High Cardinality

One thing that sets Honeycomb apart is its ability to query on high cardinality and high dimensionality data. What do “high cardinality” and “high dimensionality” mean, and why are they important for observability?

Remember that an event is a collection of information about what it took to do a unit of work. Honeycomb receives each event as a set of key-value pairs, and each of which is an attribute of the event. A collection of events is a dataset. Each attribute of an event is a column, or equivalently, a dimension of the dataset.

The term “high cardinality” means that there can be many possible values for a single attribute; the term “high dimensionality” means that there can be many different attributes attached to events. For many database architectures, having high-cardinality and high-dimensionality data makes it prohibitively expensive to store and query. Honeycomb’s design, however, is powerful enough to allow users to query freely. A user may group or filter on any attribute, no matter how high its cardinality.

Let us take a closer look at these.

What is Dimensionality? 

The dimensionality of a dataset is the number of different attributes that it has. A high-dimensionality dataset, then, has many different attributes. In Honeycomb, it is not unusual to have a dataset with many hundreds of dimensions, exploring every possible facet of data. A single event does not need to have a defined value for every possible attribute; an event that describes database operations might not have attributes about HTTP requests, for example.
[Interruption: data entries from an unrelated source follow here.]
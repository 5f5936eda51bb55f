//! Helpers that promote leaders and dungeon bosses into first-class standout
//! mortals with synthesized histories.

use std::collections::HashSet;

use rand::{Rng, RngCore};

use super::context::{EntityFactory, EventLog};
use super::moment;
use crate::error::Result;
use crate::id::EntityId;
use crate::model::{
    Alignment, Archetype, EntityType, Era, EventKind, MortalRace, Organization, RaceKind,
    StandoutMortal, WorldTime,
};
use crate::names::{self, peoples};
use crate::tables;

/// Archetypes a procedurally generated boss may take. None of them delve
/// dungeons of their own.
pub const BOSS_ARCHETYPES: &[Archetype] = &[
    Archetype::Warlord,
    Archetype::Assassin,
    Archetype::Gladiator,
    Archetype::Shaman,
    Archetype::Thief,
    Archetype::PirateCaptain,
];

/// Every given-name and surname pairing for a race.
pub fn mortal_name_pool(race: &RaceKind) -> Vec<String> {
    let surnames = peoples::surnames(race);
    peoples::given_names(race)
        .iter()
        .flat_map(|given| surnames.iter().map(move |surname| format!("{given} {surname}")))
        .collect()
}

/// Draw a mortal name unique within `used`.
pub fn mortal_name(
    race: &RaceKind,
    used: &mut HashSet<String>,
    rng: &mut dyn RngCore,
) -> Result<String> {
    names::select_name(&format!("mortal:{race}"), &mortal_name_pool(race), Some(used), rng)
}

/// 1-3 distinct history lines.
pub fn synthesize_history(
    archetype: Archetype,
    race_name: &str,
    birthplace: &str,
    rng: &mut dyn RngCore,
) -> Vec<String> {
    let count = rng.random_range(1..=3);
    let archetype_label = archetype.title().to_lowercase();
    names::pick_distinct(peoples::MORTAL_HISTORY, count, rng)
        .into_iter()
        .map(|line| {
            names::fill(
                line,
                &[
                    ("birthplace", birthplace),
                    ("race", race_name),
                    ("archetype", archetype_label.as_str()),
                ],
            )
        })
        .collect()
}

pub fn powers(archetype: Archetype, rng: &mut dyn RngCore) -> Vec<String> {
    let count = rng.random_range(2..=3);
    names::pick_distinct(peoples::archetype_powers(archetype), count, rng)
        .into_iter()
        .map(String::from)
        .collect()
}

/// Register a ruler for an organization that has none.
pub fn register_leader(
    factory: &mut EntityFactory,
    events: &mut EventLog,
    stage: &str,
    org: &Organization,
    race: &MortalRace,
    used: &mut HashSet<String>,
    rng: &mut dyn RngCore,
) -> Result<StandoutMortal> {
    let archetype = Archetype::RULERS[rng.random_range(0..Archetype::RULERS.len())];
    let alignment = tables::alignment_leaning(archetype).roll(rng);
    let name = mortal_name(&race.race, used, rng)?;
    let mut history = synthesize_history(archetype, &race.base.name, &org.base.name, rng);
    history.push(format!("Took the seat of power in {}.", org.base.name));
    let description = format!(
        "{} {name} rules {} on behalf of the {}.",
        archetype.title(),
        org.base.name,
        race.base.name
    );
    let created_at = moment(Era::AgeOfHeroes, rng);
    let base = factory.base(
        EntityType::StandoutMortal,
        "leader",
        name,
        description,
        Some(org.base.id.clone()),
        created_at,
    );
    let mut leader = StandoutMortal::new(
        base,
        archetype,
        race.base.id.clone(),
        Some(org.base.id.clone()),
        org.base.id.clone(),
        alignment,
        powers(archetype, rng),
        history,
    );
    leader.leads = Some(org.base.id.clone());

    events.record(
        stage,
        EventKind::LeaderRose,
        format!("{} took command of {}.", leader.base.name, org.base.name),
        vec![leader.base.id.clone(), org.base.id.clone()],
        created_at,
    );
    Ok(leader)
}

/// Where a procedurally generated boss will be registered.
pub struct BossPost<'a> {
    pub dungeon_id: &'a EntityId,
    pub dungeon_name: &'a str,
    pub geography_id: &'a EntityId,
    pub race: &'a MortalRace,
    pub level: u32,
    pub is_final: bool,
}

/// Register a procedurally generated boss as an evil standout mortal.
///
/// Everything except the ID is derived from `hash`, so the same dungeon
/// seed and slot always yield the same boss.
pub fn register_boss(
    factory: &mut EntityFactory,
    events: &mut EventLog,
    stage: &str,
    post: &BossPost<'_>,
    name: String,
    hash: u64,
) -> StandoutMortal {
    let archetype = BOSS_ARCHETYPES[(hash % BOSS_ARCHETYPES.len() as u64) as usize];
    let role = if post.is_final {
        "final guardian"
    } else {
        "warden"
    };
    let history = vec![
        format!("Spawned in the depths of {}.", post.dungeon_name),
        format!("Claimed level {} as its {role}.", post.level),
    ];
    let boss_powers = {
        let pool = peoples::archetype_powers(archetype);
        let first = (hash >> 8) as usize % pool.len();
        let second = (first + 1 + (hash >> 24) as usize % (pool.len() - 1)) % pool.len();
        vec![pool[first].to_string(), pool[second].to_string()]
    };
    let description = format!(
        "{name}, {role} of level {} in {}.",
        post.level, post.dungeon_name
    );
    let created_at = WorldTime::new(Era::AgeOfDelving, post.level);
    let base = factory
        .base(
            EntityType::StandoutMortal,
            "boss",
            name,
            description,
            Some(post.race.base.id.clone()),
            created_at,
        )
        .with_meta("dungeonId", post.dungeon_id.as_str())
        .with_meta("bossSeed", hash);
    let mut boss = StandoutMortal::new(
        base,
        archetype,
        post.race.base.id.clone(),
        None,
        post.geography_id.clone(),
        Alignment::Evil,
        boss_powers,
        history,
    );
    boss.lair_id = Some(post.dungeon_id.clone());

    events.record(
        stage,
        EventKind::BossClaimed,
        format!("{} claimed level {} of {}.", boss.base.name, post.level, post.dungeon_name),
        vec![boss.base.id.clone(), post.dungeon_id.clone()],
        created_at,
    );
    boss
}
use crate::model::{GeographyKind, Magnitude};

const PLACE_ROOTS: &[&str] = &[
    "Ashen", "Amber", "Black", "Cinder", "Dawn", "Dusk", "Ember", "Frost", "Gloom", "Golden",
    "Grey", "Iron", "Jade", "Moon", "Obsidian", "Pale", "Raven", "Salt", "Shadow", "Silver",
    "Storm", "Sun", "Thorn", "Whisper",
];

fn nouns(kind: GeographyKind) -> &'static [&'static str] {
    match kind {
        GeographyKind::Continent => &["Continent", "Lands", "Mainland"],
        GeographyKind::Ocean => &["Ocean", "Deep", "Expanse"],
        GeographyKind::Sea => &["Sea", "Waters"],
        GeographyKind::MountainRange => &["Mountains", "Peaks", "Spine"],
        GeographyKind::River => &["River", "Run", "Flow"],
        GeographyKind::Lake => &["Lake", "Mere", "Loch"],
        GeographyKind::Forest => &["Forest", "Wood", "Weald"],
        GeographyKind::Jungle => &["Jungle", "Tangle", "Canopy"],
        GeographyKind::Desert => &["Desert", "Wastes", "Sands"],
        GeographyKind::Swamp => &["Swamp", "Bog", "Fen"],
        GeographyKind::Marsh => &["Marsh", "Mire", "Reeds"],
        GeographyKind::Tundra => &["Tundra", "Barrens", "Frostlands"],
        GeographyKind::Glacier => &["Glacier", "Icefield", "Rime"],
        GeographyKind::Volcano => &["Volcano", "Caldera", "Mount"],
        GeographyKind::Island => &["Isle", "Island", "Key"],
        GeographyKind::Archipelago => &["Archipelago", "Isles", "Atolls"],
        GeographyKind::Canyon => &["Canyon", "Gorge", "Rift"],
        GeographyKind::Plains => &["Plains", "Fields", "Flats"],
        GeographyKind::Steppe => &["Steppe", "Grasslands", "Reach"],
        GeographyKind::Hills => &["Hills", "Downs", "Knolls"],
        GeographyKind::Valley => &["Valley", "Vale", "Dale"],
        GeographyKind::Plateau => &["Plateau", "Tableland", "Heights"],
        GeographyKind::Coast => &["Coast", "Shore", "Strand"],
        GeographyKind::Fjord => &["Fjord", "Sound", "Inlet"],
        GeographyKind::CaveSystem => &["Caverns", "Hollows", "Underdeep"],
    }
}

/// Candidate names for a feature kind: every root paired with every noun.
pub fn geography_names(kind: GeographyKind) -> Vec<String> {
    let mut names = Vec::new();
    for noun in nouns(kind) {
        for root in PLACE_ROOTS {
            names.push(format!("The {root} {noun}"));
        }
    }
    names
}

/// Size class a feature kind usually has.
pub fn typical_magnitude(kind: GeographyKind) -> Magnitude {
    match kind {
        GeographyKind::Continent | GeographyKind::Ocean => Magnitude::Vast,
        GeographyKind::Sea
        | GeographyKind::MountainRange
        | GeographyKind::Desert
        | GeographyKind::Tundra
        | GeographyKind::Jungle
        | GeographyKind::Steppe
        | GeographyKind::Archipelago => Magnitude::Large,
        GeographyKind::Forest
        | GeographyKind::River
        | GeographyKind::Plains
        | GeographyKind::Glacier
        | GeographyKind::Swamp
        | GeographyKind::Coast
        | GeographyKind::Plateau
        | GeographyKind::Canyon
        | GeographyKind::Hills
        | GeographyKind::Valley => Magnitude::Medium,
        GeographyKind::Lake
        | GeographyKind::Marsh
        | GeographyKind::Volcano
        | GeographyKind::Island
        | GeographyKind::Fjord
        | GeographyKind::CaveSystem => Magnitude::Small,
    }
}

/// How many features of each kind a world gets, as an inclusive range.
pub fn feature_count(kind: GeographyKind) -> (u32, u32) {
    match typical_magnitude(kind) {
        Magnitude::Vast => (1, 2),
        Magnitude::Large => (1, 2),
        Magnitude::Medium => (1, 3),
        Magnitude::Small => (2, 3),
    }
}

pub const GEOGRAPHY_DESCRIPTIONS: &[&str] = &[
    "A {magnitude} {kind} shaped by {creator} in the Age of Shaping.",
    "{creator} {verb}, and so {name} came to be: a {magnitude} {kind}.",
    "Travelers speak of {name}, a {magnitude} {kind} still bearing the mark of {creator}.",
];
use std::collections::BTreeMap;
use std::fs::{self, File};
use std::io::{self, BufWriter, Write};
use std::path::Path;

use chrono::{DateTime, Utc};
use serde::Serialize;
use tracing::info;

use crate::error::Result;
use crate::model::GeneratedWorld;

/// Contents of `world.json`.
#[derive(Debug, Serialize)]
#[serde(rename_all = "camelCase")]
pub struct WorldSummary<'a> {
    pub seed: &'a str,
    pub entity_count: usize,
    pub event_count: usize,
    pub counts: BTreeMap<&'static str, usize>,
    pub generated_at: DateTime<Utc>,
}

impl<'a> WorldSummary<'a> {
    pub fn of(world: &'a GeneratedWorld) -> Self {
        Self {
            seed: &world.seed,
            entity_count: world.entity_count(),
            event_count: world.world_events.len(),
            counts: world.counts(),
            generated_at: world.generated_at,
        }
    }
}

/// Write an iterator of serializable items to a JSONL file (one JSON object per line).
fn write_jsonl<T: Serialize>(path: &Path, items: impl Iterator<Item = T>) -> io::Result<usize> {
    let mut writer = BufWriter::new(File::create(path)?);
    let mut lines = 0;
    for item in items {
        serde_json::to_writer(&mut writer, &item)?;
        writer.write_all(b"\n")?;
        lines += 1;
    }
    writer.flush()?;
    Ok(lines)
}

/// Flush a generated world to JSONL files in the given output directory.
///
/// Creates the output directory if it does not exist. Writes 4 files:
/// - `entities.jsonl`: one entity per line, tagged with its `type`
/// - `world_events.jsonl`: one world event per line
/// - `bosses.jsonl`: one dungeon boss slot per line
/// - `world.json`: seed, per-type counts and generation time
pub fn flush_to_jsonl(world: &GeneratedWorld, output_dir: &Path) -> Result<()> {
    fs::create_dir_all(output_dir)?;

    let entities = write_jsonl(&output_dir.join("entities.jsonl"), world.entities().into_iter())?;
    let events = write_jsonl(&output_dir.join("world_events.jsonl"), world.world_events.iter())?;
    let bosses = write_jsonl(&output_dir.join("bosses.jsonl"), world.bosses().into_iter())?;

    let mut summary = BufWriter::new(File::create(output_dir.join("world.json"))?);
    serde_json::to_writer_pretty(&mut summary, &WorldSummary::of(world)).map_err(io::Error::from)?;
    summary.flush()?;

    info!(
        dir = %output_dir.display(),
        entities,
        events,
        bosses,
        "flushed world"
    );
    Ok(())
}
Honeycomb datasets can have very high dimensionality. Any single event has a generous individual size limit; a dataset can have thousands of columns. (Experience has shown that when a dataset approaches that very high number, it is often caused by a programming error.)

What is Cardinality? 

The cardinality of a data attribute refers to the number of distinct values that it can have. A boolean column, which only can have the values of true or false, has a cardinality of 2. HTTP status codes – 200, 301, 302, 404, 500 – might have a cardinality under a few dozen. These low cardinality fields are useful to track broad trends in your system: separating your service out by AWS Zone, or by current build of your code, or by endpoint.

High cardinality refers to a column that can have many possible values. For an online shopping system, fields like userId, shoppingCartId, and orderId are often high-cardinality columns that can take take hundreds of thousands of distinct values. Similarly, requestId might be in the millions. request.URL can be a high-cardinality column if you have many different combinations of GET query parameters.

A high-cardinality field can help uniquely identify a request: they let you specifically narrow down precisely what caused something to go wrong.

High Cardinality and High Dimensionality are Critical for Observability 

The ability to rapidly look at high cardinality fields is a key aspect of observability. Consider, for example, the “Debug your first issue with Honeycomb” Sandbox tour. The issue can be traced to a single user’s actions in the dataset. That one unlucky user managed to find a particular API endpoint that responded extremely slowly. Being able to identify the specific endpoint and user made it easy to see both how badly the endpoint had behaved, and who it had affected.

Honeycomb allows you to query on high-cardinality fields. If a user reports an error, it is possible to look only at events generated to service that user’s requests, and to examine what is going wrong. It is even possible to query on dimensions like duration in order to find only fast-running events.

BubbleUp is Honeycomb’s tool to identify attributes that stand out from others. It looks at all dimensions at once, finding which fields stand out.

BubbleUp can help identify that a particular latency occurred to a single user, even if cardinality is in the millions.

It can also be helpful to store fields with lower cardinality – in the hundreds – like error messages in Honeycomb. You can even store fields like “error message” in Honeycomb; that will help if you might later need to query to find out how many error message contain the text “cannot connect”.

To learn more about the role that high cardinality plays in observability, visit our blog post: Understanding High Cardinality and Its Role in Observability.

The Curse of Dimensionality 

Why are high-dimensionality and high-cardinality a concern?

Some metrics analytics systems are built around the idea of tags, or attributes. A data value can be associated with one or more tags. For example, a tag might represent version: 21.3 and another tag might correspond to action: save_shopping_cart. They store a time series for every tag, and every combination of tags. This allows them to rapidly query on any of these time series.

The cost model for metrics tools is often based on the number of distinct tag combinations. As a user, this means that adding even a single extra value on an attribute can be very expensive: it might double the number of tags used. Adding a high cardinality value, like user-id, causes tag costs to explode.

In statistics, this is referred to as the “curse of dimensionality” – the fact that many dimensions can be exponentially more expensive to store.

Honeycomb’s internal storage engine is designed to store each event and its data independently. For non-event data, Honeycomb Metrics stores a number of events corresponding in size to the number of data points sent. What this means is that you can send Honeycomb events that have rich context, complex attributes, and contain data that you do not have to think about managing. They are stored inexpensively in a simple format.

The query engine then aggregates that data as you analyze it, which makes working with high cardinality and high dimensionality data easy, inexpensive, and fast.